You know what made the top ten list this year? Isabella and Jacob? Depending on which list you read, they both were in the top five. On one list they were both number one.I was glad to see that Edward didn't crack the top 100. I don't care how hot the glittering vampire is, I still see an old man when I think of Edward.
It's funny how a popular book or movie can inspire a generation of names. I'm sure the Dorothy's of the forties and fifties came from The Wizard of Oz. The eighties saw Luke and Laura's named after General Hospital's beloved couple.

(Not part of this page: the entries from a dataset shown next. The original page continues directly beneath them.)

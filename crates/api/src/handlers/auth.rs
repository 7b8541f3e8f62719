//! Login and logout.

use crate::{ApiError, AppState, AuthClaims, OkResponse};
use actix_web::{web, HttpResponse};
use serde::Deserialize;
use serde_json::json;
use tracing::info;

#[derive(Debug, Deserialize)]
#[serde(rename_all = "camelCase")]
pub(crate) struct LoginRequest {
    api_key: String,
    #[serde(default)]
    service: Option<String>,
}

/// `POST /auth/login`: exchanges the service API key for a bearer token.
pub(crate) async fn auth_login(
    state: web::Data<AppState>,
    body: web::Json<LoginRequest>,
) -> Result<HttpResponse, ApiError> {
    let req = body.into_inner();
    if !state.auth.api_key_matches(&req.api_key) {
        return Err(ApiError::BadKey);
    }
    let subject = req.service.unwrap_or_else(|| "service".to_string());
    let token = state.auth.issue(&subject)?;
    info!(target: "api", %subject, "issued service token");
    Ok(HttpResponse::Ok()
        .json(OkResponse::new("Service token issued", json!({ "token": token }))))
}

/// `POST /auth/logout`: revokes the presented token.
pub(crate) async fn auth_logout(
    state: web::Data<AppState>,
    claims: AuthClaims,
) -> Result<HttpResponse, ApiError> {
    state.auth.revoke(claims.0.jti).await;
    Ok(HttpResponse::Ok().json(OkResponse::new("Token revoked", json!({}))))
}
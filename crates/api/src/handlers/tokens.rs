//! Token transfer and sweep intents.

use super::{ensure_active_account, ensure_allowed_token};
use crate::{ApiError, AppState, AuthClaims, ChecksumAddress, OkResponse};
use actix_web::{web, HttpResponse};
use custodia_primitives::parse_amount;
use custodia_queue::InsertOpts;
use custodia_workers::{kind, TokenSweepArgs, TokenTransferArgs};
use serde::Deserialize;
use serde_json::json;
use uuid::Uuid;

#[derive(Debug, Deserialize)]
#[serde(rename_all = "camelCase")]
pub(crate) struct TransferRequest {
    from: ChecksumAddress,
    to: ChecksumAddress,
    token_address: ChecksumAddress,
    amount: String,
}

/// `POST /token/transfer`: queues an ERC20 transfer intent.
pub(crate) async fn token_transfer(
    state: web::Data<AppState>,
    _claims: AuthClaims,
    body: web::Json<TransferRequest>,
) -> Result<HttpResponse, ApiError> {
    let req = body.into_inner();
    let amount = parse_amount(&req.amount).map_err(|e| ApiError::Validation(e.to_string()))?;
    if amount.is_zero() {
        return Err(ApiError::Validation("amount must be greater than zero".into()));
    }
    ensure_allowed_token(&state, &req.token_address)?;

    let mut tx = state.store.begin().await?;
    ensure_active_account(&state, &mut tx, req.from).await?;

    let tracking_id = Uuid::new_v4();
    state
        .queue
        .insert_tx(
            &mut tx,
            kind::TOKEN_TRANSFER,
            &TokenTransferArgs {
                tracking_id,
                from: *req.from,
                to: *req.to,
                token_address: *req.token_address,
                amount: req.amount,
            },
            InsertOpts::default(),
        )
        .await?;
    tx.commit().await.map_err(custodia_store::StoreError::from)?;

    Ok(HttpResponse::Ok().json(OkResponse::new(
        "Transfer request successfully created",
        json!({ "trackingId": tracking_id }),
    )))
}

#[derive(Debug, Deserialize)]
#[serde(rename_all = "camelCase")]
pub(crate) struct SweepRequest {
    from: ChecksumAddress,
    to: ChecksumAddress,
    token_address: ChecksumAddress,
}

/// `POST /token/sweep`: queues a full-balance sweep intent.
pub(crate) async fn token_sweep(
    state: web::Data<AppState>,
    _claims: AuthClaims,
    body: web::Json<SweepRequest>,
) -> Result<HttpResponse, ApiError> {
    let req = body.into_inner();
    ensure_allowed_token(&state, &req.token_address)?;

    let mut tx = state.store.begin().await?;
    ensure_active_account(&state, &mut tx, req.from).await?;

    let tracking_id = Uuid::new_v4();
    state
        .queue
        .insert_tx(
            &mut tx,
            kind::TOKEN_SWEEP,
            &TokenSweepArgs {
                tracking_id,
                from: *req.from,
                to: *req.to,
                token_address: *req.token_address,
            },
            InsertOpts::default(),
        )
        .await?;
    tx.commit().await.map_err(custodia_store::StoreError::from)?;

    Ok(HttpResponse::Ok().json(OkResponse::new(
        "Sweep request successfully created",
        json!({ "trackingId": tracking_id }),
    )))
}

My youngest daughter was named after Elizabeth Shue's character in Cocktail. I'd never heard of Jordan for a girl before that movie and I LOVED it. That was a naming trend in the early in Nineties--the feminization of male names for girls. My daughter grew up with Taylers, Sydneys, and more Jordans. It's a trend that continues in YA publishing to this day. Girls with boys names are stronger that other girls. Or our perception of them is. My daughter was born early and weighed under three pounds and to this day, I am sure part of her survival is due to the strong name I gave her.
Names are important--not only in life but in character. My main character wouldn't be the same kid if his name was Mark. Mark does not equal Bixby. A Mark is solid, stoic, but a little bland. (right now, really glad my cousin Mark doesn't read my blog). Bix is a blast.
So, when you go to name your characters. Think long and hard. You could be starting your own trend.